Thanks @Faheem777 will do that this very instant.


----------



## Steyn777 (21/2/18)

Well this will change exactly EVERYTHING I've done up to know, building without my Kuro, and most of all the wicking...studied and have tried all wicking methods that hammers on less is more, well fortune favours the bold!
Thanks @Faheem777 love this.

Reactions: Like 2


----------



## Steyn777 (21/2/18)

Well, it ramps up something crazy, evenly, now to wick and test flavour.


----------



## Steyn777 (21/2/18)

Oh my SOUL, what sorcery is this???
Fantastic, just brilliant.

@Faheem777 thanks a million for this advice.

Reactions: Like 1 | Winner 2


----------



## Shatter (21/2/18)

I saw some vids on youtube with three strands also, might be worth a try. Geekay Vapes recon its the best for him.... Have not tested it myself.


----------



## Carnival (21/2/18)

Shatter said:


> I saw some vids on youtube with three strands also, might be worth a try. Geekay Vapes recon its the best for him.... Have not tested it myself.





Nice video!! Thanks for sharing @Shatter


----------



## Faheem777 (21/2/18)

Steyn777 said:


> Oh my SOUL, what sorcery is this???
> Fantastic, just brilliant.
> 
> @Faheem777 thanks a million for this advice.



Hehe no problem buddy! Glad you enjoying it Let’s see a pic of the winning build !


----------



## Steyn777 (21/2/18)

Faheem777 said:


> Hehe no problem buddy!
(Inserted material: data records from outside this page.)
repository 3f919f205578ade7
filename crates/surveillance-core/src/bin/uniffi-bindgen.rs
fn main() {
    uniffi::uniffi_bindgen_main()
}
impl AnimalRow {
    fn from_row(row: &Row<'_>) -> rusqlite::Result<Self> {
        Ok(Self {
            id: row.get(0)?,
            animal_id: row.get(1)?,
            species: row.get(2)?,
            breed: row.get(3)?,
            age: row.get(4)?,
            sex: row.get(5)?,
            color: row.get(6)?,
            identification_marks: row.get(7)?,
            owner_name: row.get(8)?,
            owner_contact: row.get(9)?,
            owner_address: row.get(10)?,
            province: row.get(11)?,
            district: row.get(12)?,
            sector: row.get(13)?,
            cell: row.get(14)?,
            village: row.get(15)?,
            latitude: row.get(16)?,
            longitude: row.get(17)?,
            health_status: row.get(18)?,
            vaccination_history: row.get(19)?,
            registered_by: row.get(20)?,
            registered_date: row.get(21)?,
            last_updated: row.get(22)?,
        })
    }
}

impl TryFrom<AnimalRow> for AnimalRecord {
    type Error = DbError;

    fn try_from(row: AnimalRow) -> Result<Self, Self::Error> {
        let health_status = HealthStatus::parse(&row.health_status).ok_or_else(|| {
            DbError::Malformed(format!("health status {:?} on animal {}", row.health_status, row.id))
        })?;
        let sex = Sex::parse(&row.sex)
            .ok_or_else(|| DbError::Malformed(format!("sex {:?} on animal {}", row.sex, row.id)))?;
        let vaccination_history: Vec<VaccinationRecord> =
            serde_json::from_str(&row.vaccination_history)?;

        Ok(AnimalRecord {
            id: row.id,
            animal_id: row.animal_id,
            species: row.species,
            breed: row.breed,
            age: row.age,
            sex,
            color: row.color,
            identification_marks: row.identification_marks,
            owner_name: row.owner_name,
            owner_contact: row.owner_contact,
            owner_address: row.owner_address,
            location: LocationSnapshot {
                province: row.province,
                district: row.district,
                sector: row.sector,
                cell: row.cell,
                village: row.village,
                latitude: row.latitude,
                longitude: row.longitude,
            },
            health_status,
            vaccination_history,
            registered_by: row.registered_by,
            registered_date: parse_timestamp(&row.registered_date)?,
            last_updated: parse_timestamp(&row.last_updated)?,
        })
    }
}
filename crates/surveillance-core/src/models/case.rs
//! Disease case models.

use chrono::{DateTime, NaiveDate, Utc};
use serde::{Deserialize, Serialize};

use super::animal::AnimalRecord;
use super::location::LocationSnapshot;

/// Broad pathogen class of a disease.
#[derive(Debug, Clone, Copy, Serialize, Deserialize, PartialEq, Eq, Hash)]
#[serde(rename_all = "lowercase")]
pub enum DiseaseType {
    Viral,
    Bacterial,
    Parasitic,
    Fungal,
    Other,
}

impl DiseaseType {
    pub const ALL: [DiseaseType; 5] = [
        DiseaseType::Viral,
        DiseaseType::Bacterial,
        DiseaseType::Parasitic,
        DiseaseType::Fungal,
        DiseaseType::Other,
    ];

    pub fn as_str(&self) -> &'static str {
        match self {
            DiseaseType::Viral => "viral",
            DiseaseType::Bacterial => "bacterial",
            DiseaseType::Parasitic => "parasitic",
            DiseaseType::Fungal => "fungal",
            DiseaseType::Other => "other",
        }
    }

    pub fn parse(s: &str) -> Option<Self> {
        DiseaseType::ALL.into_iter().find(|t| t.as_str() == s)
    }
}

/// Clinical severity, ordered by increasing risk.
#[derive(Debug, Clone, Copy, Serialize, Deserialize, PartialEq, Eq, Hash, PartialOrd, Ord)]
#[serde(rename_all = "lowercase")]
pub enum Severity {
    Mild,
    Moderate,
    Severe,
    Critical,
}

impl Severity {
    pub const ALL: [Severity; 4] = [
        Severity::Mild,
        Severity::Moderate,
        Severity::Severe,
        Severity::Critical,
    ];

    pub fn as_str(&self) -> &'static str {
        match self {
            Severity::Mild => "mild",
            Severity::Moderate => "moderate",
            Severity::Severe => "severe",
            Severity::Critical => "critical",
        }
    }

    pub fn parse(s: &str) -> Option<Self> {
        Severity::ALL.into_iter().find(|sev| sev.as_str() == s)
    }
}

/// Outcome of a disease case.
///
/// Values outside the four known outcomes are kept verbatim so that the
/// store round-trips them; every consumer treats them with an explicit
/// fallback rather than rejecting the record.
#[derive(Debug, Clone, PartialEq, Eq, Hash, Default, Serialize, Deserialize)]
#[serde(from = "String", into = "String")]
pub enum CaseOutcome {
    #[default]
    Ongoing,
    UnderTreatment,
    Recovered,
    Deceased,
    Unrecognized(String),
}

impl CaseOutcome {
    /// Parse any outcome string. Never fails.
    pub fn parse(s: &str) -> Self {
        match s {
            "ongoing" => CaseOutcome::Ongoing,
            "under_treatment" => CaseOutcome::UnderTreatment,
            "recovered" => CaseOutcome::Recovered,
            "deceased" => CaseOutcome::Deceased,
            other => CaseOutcome::Unrecognized(other.to_string()),
        }
    }

    pub fn as_str(&self) -> &str {
        match self {
            CaseOutcome::Ongoing => "ongoing",
            CaseOutcome::UnderTreatment => "under_treatment",
            CaseOutcome::Recovered => "recovered",
            CaseOutcome::Deceased => "deceased",
            CaseOutcome::Unrecognized(raw) => raw,
        }
    }

    /// Recovered and deceased cases are closed.
    pub fn is_terminal(&self) -> bool {
        matches!(self, CaseOutcome::Recovered | CaseOutcome::Deceased)
    }

    /// Whether moving to `next` follows the case lifecycle
    /// (ongoing → under_treatment → recovered | deceased, with the
    /// shortcut ongoing → recovered | deceased).
    pub fn is_forward_transition(&self, next: &CaseOutcome) -> bool {
        match (self, next) {
            (CaseOutcome::Ongoing, CaseOutcome::UnderTreatment)
            | (CaseOutcome::Ongoing, CaseOutcome::Recovered)
            | (CaseOutcome::Ongoing, CaseOutcome::Deceased)
            | (CaseOutcome::UnderTreatment, CaseOutcome::Recovered)
            | (CaseOutcome::UnderTreatment, CaseOutcome::Deceased) => true,
            (a, b) => a == b && !a.is_terminal(),
        }
    }
}

impl From<String> for CaseOutcome {
    fn from(s: String) -> Self {
        CaseOutcome::parse(&s)
    }
}

impl From<CaseOutcome> for String {
    fn from(outcome: CaseOutcome) -> Self {
        match outcome {
            CaseOutcome::Unrecognized(raw) => raw,
            known => known.as_str().to_string(),
        }
    }
}

/// Animal attributes copied onto the case at report time.
#[derive(Debug, Clone, Serialize, Deserialize, PartialEq)]
#[serde(rename_all = "camelCase")]
pub struct AnimalDetails {
    pub species: String,
    pub breed: String,
    pub age: u32,
}

/// A new disease report as submitted by a veterinarian.
#[derive(Debug, Clone, Serialize, Deserialize, PartialEq)]
#[serde(rename_all = "camelCase")]
pub struct NewDiseaseCase {
    /// Store identifier of the affected animal
    pub animal_id: String,
    pub disease_name: String,
    pub disease_type: DiseaseType,
    pub symptoms: Vec<String>,
    pub severity: Severity,
    pub diagnosis_date: NaiveDate,
    pub diagnosis_method: String,
    #[serde(default)]
    pub treatment_provided: Option<String>,
    /// Defaults to "ongoing"
    #[serde(default)]
    pub outcome: Option<String>,
    /// Defaults to false
    #[serde(default)]
    pub is_outbreak: Option<bool>,
    /// Defaults to 1
    #[serde(default)]
    pub affected_animals_count: Option<u32>,
    #[serde(default)]
    pub notes: Option<String>,
}

/// A reported disease case.
#[derive(Debug, Clone, Serialize, Deserialize, PartialEq)]
#[serde(rename_all = "camelCase")]
pub struct DiseaseCase {
    /// Store identifier (UUID)
    #[serde(rename = "_id")]
    pub id: String,
    /// Human-facing id, e.g. "DIS000007"
    pub report_id: String,
    /// Store identifier of the affected animal
    pub animal_id: String,
    pub animal_details: AnimalDetails,
    pub disease_name: String,
    pub disease_type: DiseaseType,
    pub symptoms: Vec<String>,
    pub severity: Severity,
    pub diagnosis_date: NaiveDate,
    pub diagnosis_method: String,
    pub treatment_provided: Option<String>,
    pub outcome: CaseOutcome,
    /// Where the animal was when the case was reported
    pub location: LocationSnapshot,
    /// Reporting user
    pub reported_by: String,
    pub reported_date: DateTime<Utc>,
    pub is_outbreak: bool,
    pub affected_animals_count: u32,
    pub notes: Option<String>,
    pub updated_at: DateTime<Utc>,
}

impl DiseaseCase {
    /// Build a case from a report, snapshotting the animal as it is now.
    pub fn from_report(
        report_id: String,
        animal: &AnimalRecord,
        report: NewDiseaseCase,
        reported_by: String,
    ) -> Self {
        let now = Utc::now();
        Self {
            id: uuid::Uuid::new_v4().to_string(),
            report_id,
            animal_id: animal.id.clone(),
            animal_details: AnimalDetails {
                species: animal.species.clone(),
                breed: animal.breed.clone(),
                age: animal.age,
            },
            disease_name: report.disease_name,
            disease_type: report.disease_type,
            symptoms: report.symptoms,
            severity: report.severity,
            diagnosis_date: report.diagnosis_date,
            diagnosis_method: report.diagnosis_method,
            treatment_provided: report.treatment_provided,
            outcome: report
                .outcome
                .filter(|o| !o.trim().is_empty())
                .map(|o| CaseOutcome::parse(&o))
                .unwrap_or_default(),
            location: animal.location.clone(),
            reported_by,
            reported_date: now,
            is_outbreak: report.is_outbreak.unwrap_or(false),
            affected_animals_count: report.affected_animals_count.unwrap_or(1),
            notes: report.notes,
            updated_at: now,
        }
    }
}
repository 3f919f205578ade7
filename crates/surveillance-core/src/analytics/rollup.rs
//! Hierarchical rollups of animals and disease cases.
//!
//! Every rollup is `(records, key function, accumulator) -> groups`; the
//! storage layer only supplies the record slices. Province, district and
//! sector rollups are computed independently from the same record set, so a
//! parent's counts always equal the sum over its children.

use std::collections::BTreeMap;

use serde::{Deserialize, Serialize};

use super::classify::classify;
use crate::models::{AnimalRecord, DiseaseCase, HealthStatus, LocationSnapshot, Severity};

/// Administrative level used as the grouping key.
#[derive(Debug, Clone, Copy, PartialEq, Eq, Serialize, Deserialize)]
#[serde(rename_all = "lowercase")]
pub enum Level {
    Province,
    District,
    Sector,
}

/// Location tuple identifying one rollup group.
#[derive(Debug, Clone, PartialEq, Eq, Hash, PartialOrd, Ord, Serialize, Deserialize)]
pub struct LocationKey {
    pub province: String,
    #[serde(default, skip_serializing_if = "Option::is_none")]
    pub district: Option<String>,
    #[serde(default, skip_serializing_if = "Option::is_none")]
    pub sector: Option<String>,
}

impl LocationKey {
    /// Key for a location at the given level. Blank parts become "unknown".
    pub fn at(level: Level, location: &LocationSnapshot) -> Self {
        let province = location.province_label();
        match level {
            Level::Province => Self {
                province,
                district: None,
                sector: None,
            },
            Level::District => Self {
                province,
                district: Some(location.district_label()),
                sector: None,
            },
            Level::Sector => Self {
                province,
                district: Some(location.district_label()),
                sector: Some(location.sector_label()),
            },
        }
    }

    pub fn level(&self) -> Level {
        match (&self.district, &self.sector) {
            (None, _) => Level::Province,
            (Some(_), None) => Level::District,
            (Some(_), Some(_)) => Level::Sector,
        }
    }

    /// Most specific name in the tuple.
    pub fn name(&self) -> &str {
        self.sector
            .as_deref()
            .or(self.district.as_deref())
            .unwrap_or(&self.province)
    }

    /// The enclosing group one level up.
    pub fn parent(&self) -> Option<LocationKey> {
        match self.level() {
            Level::Province => None,
            Level::District => Some(Self {
                province: self.province.clone(),
                district: None,
                sector: None,
            }),
            Level::Sector => Some(Self {
                province: self.province.clone(),
                district: self.district.clone(),
                sector: None,
            }),
        }
    }
}

/// Animal counts by health status.
#[derive(Debug, Clone, Default, PartialEq, Eq, Serialize, Deserialize)]
#[serde(rename_all = "camelCase")]
pub struct AnimalTotals {
    pub total: u64,
    pub healthy: u64,
    pub sick: u64,
    pub under_treatment: u64,
    pub recovered: u64,
    pub deceased: u64,
    /// Percent healthy, rounded; 0 when there are no animals
    pub health_rate: u32,
}

impl AnimalTotals {
    /// Count one animal. Call [`AnimalTotals::finish`] once all are counted.
    pub fn record(&mut self, status: HealthStatus) {
        self.total += 1;
        match status {
            HealthStatus::Healthy => self.healthy += 1,
            HealthStatus::Sick => self.sick += 1,
            HealthStatus::UnderTreatment => self.under_treatment += 1,
            HealthStatus::Recovered => self.recovered += 1,
            HealthStatus::Deceased => self.deceased += 1,
        }
    }

    /// Fill in the derived rate.
    pub fn finish(mut self) -> Self {
        self.health_rate = health_rate(self.healthy, self.total);
        self
    }
}

/// Disease counts by severity, plus outbreaks.
#[derive(Debug, Clone, Default, PartialEq, Eq, Serialize, Deserialize)]
#[serde(rename_all = "camelCase")]
pub struct DiseaseTotals {
    pub total: u64,
    pub active_outbreaks: u64,
    pub critical: u64,
    pub severe: u64,
    pub moderate: u64,
    pub mild: u64,
}

impl DiseaseTotals {
    pub fn record(&mut self, case: &DiseaseCase) {
        let class = classify(case);
        self.total += 1;
        self.active_outbreaks += class.outbreak_contribution;
        match class.severity_bucket {
            Severity::Critical => self.critical += 1,
            Severity::Severe => self.severe += 1,
            Severity::Moderate => self.moderate += 1,
            Severity::Mild => self.mild += 1,
        }
    }
}

/// Combined animal and disease counts for one location group.
#[derive(Debug, Clone, PartialEq, Serialize, Deserialize)]
pub struct RollupResult {
    #[serde(flatten)]
    pub key: LocationKey,
    pub animals: AnimalTotals,
    pub diseases: DiseaseTotals,
}

/// A name with its occurrence count.
#[derive(Debug, Clone, PartialEq, Eq, Serialize, Deserialize)]
pub struct NamedCount {
    pub name: String,
    pub count: u64,
}

/// `round(healthy / total * 100)`, or 0 for an empty group.
pub fn health_rate(healthy: u64, total: u64) -> u32 {
    if total == 0 {
        return 0;
    }
    ((healthy as f64 / total as f64) * 100.0).round() as u32
}

/// Group records by key and fold each group with `accumulate`.
pub fn group_by<T, K, D, KF, AF>(records: &[T], key_fn: KF, accumulate: AF) -> BTreeMap<K, D>
where
    K: Ord,
    D: Default,
    KF: Fn(&T) -> K,
    AF: Fn(&mut D, &T),
{
    let mut groups: BTreeMap<K, D> = BTreeMap::new();
    for record in records {
        accumulate(groups.entry(key_fn(record)).or_default(), record);
    }
    groups
}

/// Animal totals per group.
pub fn rollup_animals<KF>(animals: &[AnimalRecord], key_fn: KF) -> BTreeMap<LocationKey, AnimalTotals>
where
    KF: Fn(&AnimalRecord) -> LocationKey,
{
    group_by(animals, key_fn, |totals: &mut AnimalTotals, a| {
        totals.record(a.health_status)
    })
    .into_iter()
    .map(|(key, totals)| (key, totals.finish()))
    .collect()
}

/// Disease totals per group.
pub fn rollup_cases<KF>(cases: &[DiseaseCase], key_fn: KF) -> BTreeMap<LocationKey, DiseaseTotals>
where
    KF: Fn(&DiseaseCase) -> LocationKey,
{
    group_by(cases, key_fn, |totals: &mut DiseaseTotals, c| totals.record(c))
}

/// Full outer merge: a group seen on only one side gets zeroed counts on the other.
pub fn merge_rollups(
    animals: BTreeMap<LocationKey, AnimalTotals>,
    mut diseases: BTreeMap<LocationKey, DiseaseTotals>,
) -> Vec<RollupResult> {
    let mut merged: Vec<RollupResult> = animals
        .into_iter()
        .map(|(key, animals)| {
            let diseases = diseases.remove(&key).unwrap_or_default();
            RollupResult {
                key,
                animals,
                diseases,
            }
        })
        .collect();
    merged.extend(diseases.into_iter().map(|(key, diseases)| RollupResult {
        key,
        animals: AnimalTotals::default(),
        diseases,
    }));
    merged
}

/// Roll both record sets up to one level and order the groups for display.
///
/// Animals group by their current location, cases by their report-time
/// snapshot.
pub fn rollup_level(animals: &[AnimalRecord], cases: &[DiseaseCase], level: Level) -> Vec<RollupResult> {
    let unknown = animals.iter().filter(|a| a.location.is_incomplete()).count()
        + cases.iter().filter(|c| c.location.is_incomplete()).count();
    if unknown > 0 {
        tracing::warn!(?level, unknown, "records without a full location grouped as unknown");
    }

    let animal_groups = rollup_animals(animals, |a| LocationKey::at(level, &a.location));
    let case_groups = rollup_cases(cases, |c| LocationKey::at(level, &c.location));
    let mut results = merge_rollups(animal_groups, case_groups);
    sort_for_level(&mut results, level);
    tracing::debug!(?level, groups = results.len(), "rollup computed");
    results
}

/// Provinces rank by animal count (largest first); districts and sectors list
/// by location tuple.
pub fn sort_for_level(results: &mut [RollupResult], level: Level) {
    match level {
        Level::Province => results.sort_by(|a, b| {
            b.animals
                .total
                .cmp(&a.animals.total)
                .then_with(|| a.key.cmp(&b.key))
        }),
        Level::District | Level::Sector => results.sort_by(|a, b| a.key.cmp(&b.key)),
    }
}

/// Totals over a whole slice.
pub fn tally_animals(animals: &[AnimalRecord]) -> AnimalTotals {
    let mut totals = AnimalTotals::default();
    for animal in animals {
        totals.record(animal.health_status);
    }
    totals.finish()
}

/// Totals over a whole slice.
pub fn tally_cases(cases: &[DiseaseCase]) -> DiseaseTotals {
    let mut totals = DiseaseTotals::default();
    for case in cases {
        totals.record(case);
    }
    totals
}

/// Occurrence counts, most frequent first, ties by name.
pub fn count_by<T, F>(records: &[T], name_fn: F) -> Vec<NamedCount>
where
    F: Fn(&T) -> String,
{
    let groups = group_by(records, name_fn, |n: &mut u64, _| *n += 1);
    let mut counts: Vec<NamedCount> = groups
        .into_iter()
        .map(|(name, count)| NamedCount { name, count })
        .collect();
    counts.sort_by(|a, b| b.count.cmp(&a.count).then_with(|| a.name.cmp(&b.name)));
    counts
}

/// Like [`count_by`] but keyed by an extra grouping dimension, each list
/// truncated to `limit` entries.
pub fn top_counts_by<T, G, F>(records: &[T], group_fn: G, name_fn: F, limit: usize) -> BTreeMap<String, Vec<NamedCount>>
where
    G: Fn(&T) -> String,
    F: Fn(&T) -> String,
{
    let mut per_group: BTreeMap<String, Vec<&T>> = BTreeMap::new();
    for record in records {
        per_group.entry(group_fn(record)).or_default().push(record);
    }
    per_group
        .into_iter()
        .map(|(group, members)| {
            let mut counts = count_by(&members, |r| name_fn(r));
            counts.truncate(limit);
            (group, counts)
        })
        .collect()
}
//! Caller identity and scope.

use serde::{Deserialize, Serialize};

use super::location::LocationSnapshot;

/// Role of an authenticated user.
#[derive(Debug, Clone, Copy, Serialize, Deserialize, PartialEq, Eq)]
#[serde(rename_all = "snake_case")]
pub enum Role {
    Veterinarian,
    Admin,
    SuperAdmin,
}

impl Role {
    pub fn as_str(&self) -> &'static str {
        match self {
            Role::Veterinarian => "veterinarian",
            Role::Admin => "admin",
            Role::SuperAdmin => "super_admin",
        }
    }

    pub fn parse(s: &str) -> Option<Self> {
        [Role::Veterinarian, Role::Admin, Role::SuperAdmin]
            .into_iter()
            .find(|r| r.as_str() == s)
    }
}

/// Location restriction applied to every read on behalf of a caller.
///
/// `None` on a level means "any". An all-`None` scope is the national view.
#[derive(Debug, Clone, Serialize, Deserialize, PartialEq, Eq, Default)]
pub struct Scope {
    pub province: Option<String>,
    pub district: Option<String>,
    pub sector: Option<String>,
}

impl Scope {
    pub fn national() -> Self {
        Self::default()
    }

    pub fn province(province: impl Into<String>) -> Self {
        Self {
            province: Some(province.into()),
            ..Default::default()
        }
    }

    pub fn district(province: impl Into<String>, district: impl Into<String>) -> Self {
        Self {
            province: Some(province.into()),
            district: Some(district.into()),
            sector: None,
        }
    }

    pub fn sector(
        province: impl Into<String>,
        district: impl Into<String>,
        sector: impl Into<String>,
    ) -> Self {
        Self {
            province: Some(province.into()),
            district: Some(district.into()),
            sector: Some(sector.into()),
        }
    }

    pub fn is_national(&self) -> bool {
        self.province.is_none() && self.district.is_none() && self.sector.is_none()
    }

    /// Whether a location falls inside this scope.
    pub fn contains(&self, location: &LocationSnapshot) -> bool {
        fn level_ok(wanted: &Option<String>, actual: &str) -> bool {
            wanted.as_deref().map_or(true, |w| w == actual)
        }
        level_ok(&self.province, &location.province)
            && level_ok(&self.district, &location.district)
            && level_ok(&self.sector, &location.sector)
    }
}

/// An authenticated caller with a resolved scope.
#[derive(Debug, Clone, Serialize, Deserialize, PartialEq, Eq)]
pub struct Caller {
    pub user_id: String,
    pub role: Role,
    pub scope: Scope,
}

impl Caller {
    pub fn new(user_id: impl Into<String>, role: Role, scope: Scope) -> Self {
        Self {
            user_id: user_id.into(),
            role,
            scope,
        }
    }

    /// Resolve the scope from a user profile: veterinarians assigned to a
    /// sector only see that sector, everyone else sees the whole country.
    pub fn from_profile(
        user_id: impl Into<String>,
        role: Role,
        province: Option<String>,
        district: Option<String>,
        sector: Option<String>,
    ) -> Self {
        let scope = match (role, sector) {
            (Role::Veterinarian, Some(sector)) => Scope {
                province,
                district,
                sector: Some(sector),
            },
            _ => Scope::national(),
        };
        Self::new(user_id, role, scope)
    }

    pub fn is_super_admin(&self) -> bool {
        self.role == Role::SuperAdmin
    }
}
Glad you enjoying it Let’s see a pic of the winning build !


Tried to post a photo, signal where I live just doesn't allow it. Its guzzless juice though, thank goodness I DIY. Lol.

Reactions: Like 1


----------



## Steyn777 (21/2/18)

Faheem777 said:


> Hehe no problem buddy! Glad you enjoying it Let’s see a pic of the winning build !


Tried to post a photo, signal where I live just doesn't allow it. Its guzzless juice though, thank goodness I DIY. Lol.


----------